- _Exercise directions_:
Of the entries below, copy only those lines that contain the word "clippy".

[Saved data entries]
*****

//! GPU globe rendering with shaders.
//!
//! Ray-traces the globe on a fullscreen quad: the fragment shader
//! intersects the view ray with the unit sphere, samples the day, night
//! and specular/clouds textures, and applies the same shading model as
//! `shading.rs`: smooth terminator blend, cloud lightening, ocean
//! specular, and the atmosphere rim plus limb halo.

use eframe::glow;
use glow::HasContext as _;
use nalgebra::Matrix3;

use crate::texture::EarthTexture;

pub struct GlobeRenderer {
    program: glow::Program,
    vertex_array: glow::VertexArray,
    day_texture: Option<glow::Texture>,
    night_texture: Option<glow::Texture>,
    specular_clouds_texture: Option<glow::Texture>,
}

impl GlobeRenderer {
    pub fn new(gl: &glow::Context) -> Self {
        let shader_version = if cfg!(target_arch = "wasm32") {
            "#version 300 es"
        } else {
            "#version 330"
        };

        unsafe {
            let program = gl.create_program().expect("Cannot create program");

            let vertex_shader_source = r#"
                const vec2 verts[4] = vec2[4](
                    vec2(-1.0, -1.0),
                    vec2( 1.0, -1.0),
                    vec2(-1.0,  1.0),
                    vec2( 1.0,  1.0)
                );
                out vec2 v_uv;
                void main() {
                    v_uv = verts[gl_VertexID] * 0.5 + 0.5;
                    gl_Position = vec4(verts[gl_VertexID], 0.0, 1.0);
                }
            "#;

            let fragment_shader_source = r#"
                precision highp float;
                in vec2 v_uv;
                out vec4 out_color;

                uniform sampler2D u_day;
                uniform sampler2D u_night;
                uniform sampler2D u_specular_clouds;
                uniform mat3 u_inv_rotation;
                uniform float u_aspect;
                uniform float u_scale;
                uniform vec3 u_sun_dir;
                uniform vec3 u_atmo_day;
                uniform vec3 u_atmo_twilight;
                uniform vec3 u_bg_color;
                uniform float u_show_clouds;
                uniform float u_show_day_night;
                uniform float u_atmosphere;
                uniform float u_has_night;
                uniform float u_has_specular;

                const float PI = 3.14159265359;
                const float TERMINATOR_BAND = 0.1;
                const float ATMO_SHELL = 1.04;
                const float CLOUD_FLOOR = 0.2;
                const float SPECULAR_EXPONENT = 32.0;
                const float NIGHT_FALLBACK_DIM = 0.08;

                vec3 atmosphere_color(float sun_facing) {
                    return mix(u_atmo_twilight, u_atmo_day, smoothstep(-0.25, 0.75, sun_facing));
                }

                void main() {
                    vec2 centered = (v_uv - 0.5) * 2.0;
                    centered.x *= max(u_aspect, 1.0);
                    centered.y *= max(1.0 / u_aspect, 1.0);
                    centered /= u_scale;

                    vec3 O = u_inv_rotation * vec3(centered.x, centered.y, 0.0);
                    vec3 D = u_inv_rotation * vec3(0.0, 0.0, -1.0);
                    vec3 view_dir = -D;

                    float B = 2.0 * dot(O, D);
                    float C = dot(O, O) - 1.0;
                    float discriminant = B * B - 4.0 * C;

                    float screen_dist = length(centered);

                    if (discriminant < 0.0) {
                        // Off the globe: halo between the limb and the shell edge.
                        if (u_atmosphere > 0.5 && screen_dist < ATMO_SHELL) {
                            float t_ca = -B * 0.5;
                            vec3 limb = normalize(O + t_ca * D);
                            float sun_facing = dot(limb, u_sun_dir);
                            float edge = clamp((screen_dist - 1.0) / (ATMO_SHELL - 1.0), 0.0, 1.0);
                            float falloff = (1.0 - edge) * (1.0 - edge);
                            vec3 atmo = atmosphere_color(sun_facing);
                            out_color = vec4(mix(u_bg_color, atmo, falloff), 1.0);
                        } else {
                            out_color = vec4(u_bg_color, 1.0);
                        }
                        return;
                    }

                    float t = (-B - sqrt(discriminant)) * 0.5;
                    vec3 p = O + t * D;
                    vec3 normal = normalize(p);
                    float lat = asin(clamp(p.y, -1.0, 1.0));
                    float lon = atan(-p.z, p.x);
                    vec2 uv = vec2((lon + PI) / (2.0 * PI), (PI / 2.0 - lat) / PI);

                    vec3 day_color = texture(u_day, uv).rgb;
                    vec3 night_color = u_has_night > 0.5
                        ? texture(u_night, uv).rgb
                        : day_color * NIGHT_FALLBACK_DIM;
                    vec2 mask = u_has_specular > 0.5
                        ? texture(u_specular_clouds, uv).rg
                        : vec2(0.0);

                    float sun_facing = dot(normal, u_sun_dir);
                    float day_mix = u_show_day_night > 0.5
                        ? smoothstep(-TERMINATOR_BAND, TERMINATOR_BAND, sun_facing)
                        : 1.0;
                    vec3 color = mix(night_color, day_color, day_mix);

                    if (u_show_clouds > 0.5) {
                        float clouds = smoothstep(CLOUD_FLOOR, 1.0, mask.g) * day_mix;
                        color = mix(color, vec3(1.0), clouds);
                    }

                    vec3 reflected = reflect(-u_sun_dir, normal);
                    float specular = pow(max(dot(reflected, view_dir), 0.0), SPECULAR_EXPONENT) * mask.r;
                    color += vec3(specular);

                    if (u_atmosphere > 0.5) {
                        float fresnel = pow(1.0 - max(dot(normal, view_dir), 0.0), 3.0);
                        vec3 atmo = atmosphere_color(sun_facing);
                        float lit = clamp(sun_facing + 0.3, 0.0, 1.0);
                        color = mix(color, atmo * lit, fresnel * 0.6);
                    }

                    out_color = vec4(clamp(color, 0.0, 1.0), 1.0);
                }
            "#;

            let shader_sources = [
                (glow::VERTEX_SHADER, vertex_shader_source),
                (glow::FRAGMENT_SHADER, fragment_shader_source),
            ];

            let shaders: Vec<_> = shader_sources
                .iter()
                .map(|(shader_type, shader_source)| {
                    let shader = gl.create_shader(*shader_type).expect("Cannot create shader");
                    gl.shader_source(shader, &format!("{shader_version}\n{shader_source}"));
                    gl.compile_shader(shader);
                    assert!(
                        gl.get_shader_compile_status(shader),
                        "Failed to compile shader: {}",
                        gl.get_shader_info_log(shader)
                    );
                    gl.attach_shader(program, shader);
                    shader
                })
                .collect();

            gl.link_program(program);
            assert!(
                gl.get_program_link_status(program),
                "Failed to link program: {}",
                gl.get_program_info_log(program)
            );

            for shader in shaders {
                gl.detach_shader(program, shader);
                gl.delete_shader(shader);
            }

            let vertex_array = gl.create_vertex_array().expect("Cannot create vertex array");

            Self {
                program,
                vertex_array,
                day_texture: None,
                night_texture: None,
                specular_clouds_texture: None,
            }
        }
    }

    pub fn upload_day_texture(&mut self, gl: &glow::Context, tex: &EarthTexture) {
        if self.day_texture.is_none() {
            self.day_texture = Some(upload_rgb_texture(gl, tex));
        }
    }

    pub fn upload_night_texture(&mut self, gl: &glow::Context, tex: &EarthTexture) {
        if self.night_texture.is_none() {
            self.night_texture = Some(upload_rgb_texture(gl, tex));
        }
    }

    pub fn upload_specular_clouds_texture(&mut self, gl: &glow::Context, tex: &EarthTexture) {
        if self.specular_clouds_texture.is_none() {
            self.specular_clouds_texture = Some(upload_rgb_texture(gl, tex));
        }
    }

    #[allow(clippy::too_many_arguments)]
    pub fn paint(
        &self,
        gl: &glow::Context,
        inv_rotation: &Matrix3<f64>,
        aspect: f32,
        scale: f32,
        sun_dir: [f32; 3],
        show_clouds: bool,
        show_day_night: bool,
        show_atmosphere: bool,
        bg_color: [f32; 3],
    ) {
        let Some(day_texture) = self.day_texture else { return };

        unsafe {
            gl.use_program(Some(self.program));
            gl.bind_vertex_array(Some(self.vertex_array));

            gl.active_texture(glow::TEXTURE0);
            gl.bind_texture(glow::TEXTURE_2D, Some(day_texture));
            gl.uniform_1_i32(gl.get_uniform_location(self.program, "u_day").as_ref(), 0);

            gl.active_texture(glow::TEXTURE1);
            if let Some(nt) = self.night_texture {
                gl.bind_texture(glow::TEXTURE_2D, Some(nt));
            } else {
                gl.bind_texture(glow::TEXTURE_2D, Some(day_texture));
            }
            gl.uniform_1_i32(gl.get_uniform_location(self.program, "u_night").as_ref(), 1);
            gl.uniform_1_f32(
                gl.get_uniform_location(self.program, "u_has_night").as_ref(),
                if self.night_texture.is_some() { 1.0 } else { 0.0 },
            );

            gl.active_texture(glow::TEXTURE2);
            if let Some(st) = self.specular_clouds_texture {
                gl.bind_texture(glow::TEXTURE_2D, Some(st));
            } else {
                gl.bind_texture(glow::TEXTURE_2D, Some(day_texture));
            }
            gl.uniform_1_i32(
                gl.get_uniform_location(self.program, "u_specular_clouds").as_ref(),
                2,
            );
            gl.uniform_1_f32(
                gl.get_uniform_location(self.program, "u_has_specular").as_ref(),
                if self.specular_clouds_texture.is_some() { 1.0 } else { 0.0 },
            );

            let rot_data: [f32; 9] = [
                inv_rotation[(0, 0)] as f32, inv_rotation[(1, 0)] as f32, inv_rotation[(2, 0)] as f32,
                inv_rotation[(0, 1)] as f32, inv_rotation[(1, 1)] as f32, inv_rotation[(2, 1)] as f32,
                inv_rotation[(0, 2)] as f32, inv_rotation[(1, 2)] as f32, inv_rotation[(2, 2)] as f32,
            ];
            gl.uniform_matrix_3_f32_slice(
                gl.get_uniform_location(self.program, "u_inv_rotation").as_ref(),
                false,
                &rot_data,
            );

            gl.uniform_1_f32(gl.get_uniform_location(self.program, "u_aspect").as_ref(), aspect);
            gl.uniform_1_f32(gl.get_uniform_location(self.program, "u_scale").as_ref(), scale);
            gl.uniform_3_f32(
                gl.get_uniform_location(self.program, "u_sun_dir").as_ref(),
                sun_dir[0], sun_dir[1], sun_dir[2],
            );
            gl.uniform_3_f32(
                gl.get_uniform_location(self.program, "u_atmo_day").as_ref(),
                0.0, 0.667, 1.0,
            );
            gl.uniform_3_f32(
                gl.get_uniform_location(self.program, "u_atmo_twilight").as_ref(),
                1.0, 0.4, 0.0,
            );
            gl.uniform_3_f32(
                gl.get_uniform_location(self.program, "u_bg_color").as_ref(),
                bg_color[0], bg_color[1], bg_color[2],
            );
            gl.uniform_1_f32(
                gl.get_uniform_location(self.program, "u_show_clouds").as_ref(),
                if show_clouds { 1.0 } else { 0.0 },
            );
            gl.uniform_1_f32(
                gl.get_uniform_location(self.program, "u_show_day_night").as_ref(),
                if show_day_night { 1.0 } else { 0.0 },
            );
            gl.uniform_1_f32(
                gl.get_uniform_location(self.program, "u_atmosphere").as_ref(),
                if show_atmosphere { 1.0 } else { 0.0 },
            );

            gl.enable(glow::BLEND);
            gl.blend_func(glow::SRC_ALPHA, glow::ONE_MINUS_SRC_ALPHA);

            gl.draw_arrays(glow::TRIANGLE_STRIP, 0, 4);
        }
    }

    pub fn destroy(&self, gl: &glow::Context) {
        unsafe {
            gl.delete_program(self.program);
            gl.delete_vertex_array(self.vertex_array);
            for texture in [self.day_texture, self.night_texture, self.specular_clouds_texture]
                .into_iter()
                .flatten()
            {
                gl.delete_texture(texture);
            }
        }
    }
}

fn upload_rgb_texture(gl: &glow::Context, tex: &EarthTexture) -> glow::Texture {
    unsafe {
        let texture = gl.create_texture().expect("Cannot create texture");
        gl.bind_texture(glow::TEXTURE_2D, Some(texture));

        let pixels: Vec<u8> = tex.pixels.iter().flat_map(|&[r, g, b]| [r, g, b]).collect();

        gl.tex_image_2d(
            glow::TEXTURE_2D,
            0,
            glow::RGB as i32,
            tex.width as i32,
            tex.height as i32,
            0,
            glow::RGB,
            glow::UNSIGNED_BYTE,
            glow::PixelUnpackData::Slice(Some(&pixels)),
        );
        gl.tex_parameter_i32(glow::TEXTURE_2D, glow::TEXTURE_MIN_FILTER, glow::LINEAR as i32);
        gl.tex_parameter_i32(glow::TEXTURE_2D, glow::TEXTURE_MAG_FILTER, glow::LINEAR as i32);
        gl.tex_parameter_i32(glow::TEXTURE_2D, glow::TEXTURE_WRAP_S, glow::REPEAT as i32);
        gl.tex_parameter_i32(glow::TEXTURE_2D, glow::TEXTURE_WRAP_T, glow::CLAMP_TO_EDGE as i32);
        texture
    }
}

*****

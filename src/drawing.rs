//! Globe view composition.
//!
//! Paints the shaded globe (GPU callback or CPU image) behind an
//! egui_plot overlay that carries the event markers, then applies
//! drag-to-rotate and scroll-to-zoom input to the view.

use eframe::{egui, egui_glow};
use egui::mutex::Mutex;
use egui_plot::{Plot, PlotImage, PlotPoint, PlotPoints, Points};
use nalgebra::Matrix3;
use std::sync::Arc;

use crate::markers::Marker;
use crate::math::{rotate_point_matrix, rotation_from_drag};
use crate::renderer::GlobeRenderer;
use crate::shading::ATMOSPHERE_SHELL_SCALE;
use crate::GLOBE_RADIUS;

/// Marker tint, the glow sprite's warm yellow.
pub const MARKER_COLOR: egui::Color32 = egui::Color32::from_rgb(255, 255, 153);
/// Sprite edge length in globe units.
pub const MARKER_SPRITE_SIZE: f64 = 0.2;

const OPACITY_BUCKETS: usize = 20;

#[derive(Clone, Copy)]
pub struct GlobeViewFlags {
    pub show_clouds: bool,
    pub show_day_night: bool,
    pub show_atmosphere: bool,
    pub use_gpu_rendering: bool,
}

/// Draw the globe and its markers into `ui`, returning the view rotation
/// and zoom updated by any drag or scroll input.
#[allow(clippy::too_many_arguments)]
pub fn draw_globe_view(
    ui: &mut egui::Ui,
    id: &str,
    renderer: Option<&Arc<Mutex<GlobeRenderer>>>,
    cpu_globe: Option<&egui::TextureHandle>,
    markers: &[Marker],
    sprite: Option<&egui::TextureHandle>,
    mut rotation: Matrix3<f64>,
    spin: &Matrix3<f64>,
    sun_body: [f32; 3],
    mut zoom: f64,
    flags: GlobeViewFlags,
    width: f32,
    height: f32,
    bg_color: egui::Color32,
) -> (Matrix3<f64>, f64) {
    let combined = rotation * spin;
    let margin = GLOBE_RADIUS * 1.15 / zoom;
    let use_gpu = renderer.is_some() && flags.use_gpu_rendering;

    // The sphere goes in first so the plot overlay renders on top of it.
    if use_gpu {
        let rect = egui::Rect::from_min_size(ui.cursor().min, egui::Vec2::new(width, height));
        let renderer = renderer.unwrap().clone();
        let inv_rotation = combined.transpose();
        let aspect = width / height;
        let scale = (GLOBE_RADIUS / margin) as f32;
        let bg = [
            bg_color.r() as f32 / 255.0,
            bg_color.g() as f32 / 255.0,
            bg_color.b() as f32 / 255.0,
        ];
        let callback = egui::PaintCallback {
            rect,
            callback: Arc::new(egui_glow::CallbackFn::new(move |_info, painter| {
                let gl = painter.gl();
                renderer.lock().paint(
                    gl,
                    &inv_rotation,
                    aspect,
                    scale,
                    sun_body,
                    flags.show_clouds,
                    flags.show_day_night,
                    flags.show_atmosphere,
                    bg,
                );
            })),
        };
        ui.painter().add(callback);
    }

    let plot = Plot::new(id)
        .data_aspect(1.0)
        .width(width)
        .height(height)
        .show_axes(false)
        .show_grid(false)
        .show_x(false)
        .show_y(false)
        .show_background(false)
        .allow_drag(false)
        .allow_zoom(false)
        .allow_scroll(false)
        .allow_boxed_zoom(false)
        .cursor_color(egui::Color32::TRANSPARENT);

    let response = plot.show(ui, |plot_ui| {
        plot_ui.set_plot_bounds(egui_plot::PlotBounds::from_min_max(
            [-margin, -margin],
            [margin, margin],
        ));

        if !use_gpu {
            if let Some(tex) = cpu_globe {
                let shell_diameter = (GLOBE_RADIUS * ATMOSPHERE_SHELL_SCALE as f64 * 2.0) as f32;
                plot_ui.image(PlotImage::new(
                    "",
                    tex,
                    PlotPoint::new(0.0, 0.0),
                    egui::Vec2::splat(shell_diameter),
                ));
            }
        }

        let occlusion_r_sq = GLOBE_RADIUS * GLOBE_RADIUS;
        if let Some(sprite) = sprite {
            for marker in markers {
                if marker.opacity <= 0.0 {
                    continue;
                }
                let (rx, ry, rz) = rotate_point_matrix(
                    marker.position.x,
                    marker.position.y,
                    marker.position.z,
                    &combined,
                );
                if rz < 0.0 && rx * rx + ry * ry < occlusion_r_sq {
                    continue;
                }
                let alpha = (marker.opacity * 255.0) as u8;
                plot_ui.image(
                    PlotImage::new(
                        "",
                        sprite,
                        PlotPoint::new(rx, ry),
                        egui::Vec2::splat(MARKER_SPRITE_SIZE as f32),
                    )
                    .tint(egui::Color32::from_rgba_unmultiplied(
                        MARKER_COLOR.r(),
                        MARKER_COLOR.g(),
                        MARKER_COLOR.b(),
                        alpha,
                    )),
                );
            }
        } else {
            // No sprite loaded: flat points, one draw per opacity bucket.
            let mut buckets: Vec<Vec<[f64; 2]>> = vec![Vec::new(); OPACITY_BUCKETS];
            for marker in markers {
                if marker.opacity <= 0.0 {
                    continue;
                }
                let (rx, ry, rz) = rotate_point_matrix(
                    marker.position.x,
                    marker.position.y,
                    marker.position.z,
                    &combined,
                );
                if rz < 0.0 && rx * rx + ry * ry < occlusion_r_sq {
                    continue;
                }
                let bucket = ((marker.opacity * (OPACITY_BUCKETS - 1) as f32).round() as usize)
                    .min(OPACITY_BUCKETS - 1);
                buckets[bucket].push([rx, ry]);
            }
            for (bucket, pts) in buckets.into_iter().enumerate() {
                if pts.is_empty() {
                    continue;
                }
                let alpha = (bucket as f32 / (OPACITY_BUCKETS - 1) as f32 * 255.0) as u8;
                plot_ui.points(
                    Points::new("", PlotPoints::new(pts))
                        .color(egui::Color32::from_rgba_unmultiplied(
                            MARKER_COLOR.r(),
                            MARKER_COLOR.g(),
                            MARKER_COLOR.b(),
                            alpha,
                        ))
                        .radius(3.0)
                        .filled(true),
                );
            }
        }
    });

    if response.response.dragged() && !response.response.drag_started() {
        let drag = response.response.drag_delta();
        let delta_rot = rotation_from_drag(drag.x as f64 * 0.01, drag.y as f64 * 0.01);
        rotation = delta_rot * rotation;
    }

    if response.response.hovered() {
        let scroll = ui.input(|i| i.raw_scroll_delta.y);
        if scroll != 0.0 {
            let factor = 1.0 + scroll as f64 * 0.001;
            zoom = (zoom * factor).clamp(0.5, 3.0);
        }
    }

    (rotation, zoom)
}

*****

- _Output of the task_:
    #[allow(clippy::too_many_arguments)]
#[allow(clippy::too_many_arguments)]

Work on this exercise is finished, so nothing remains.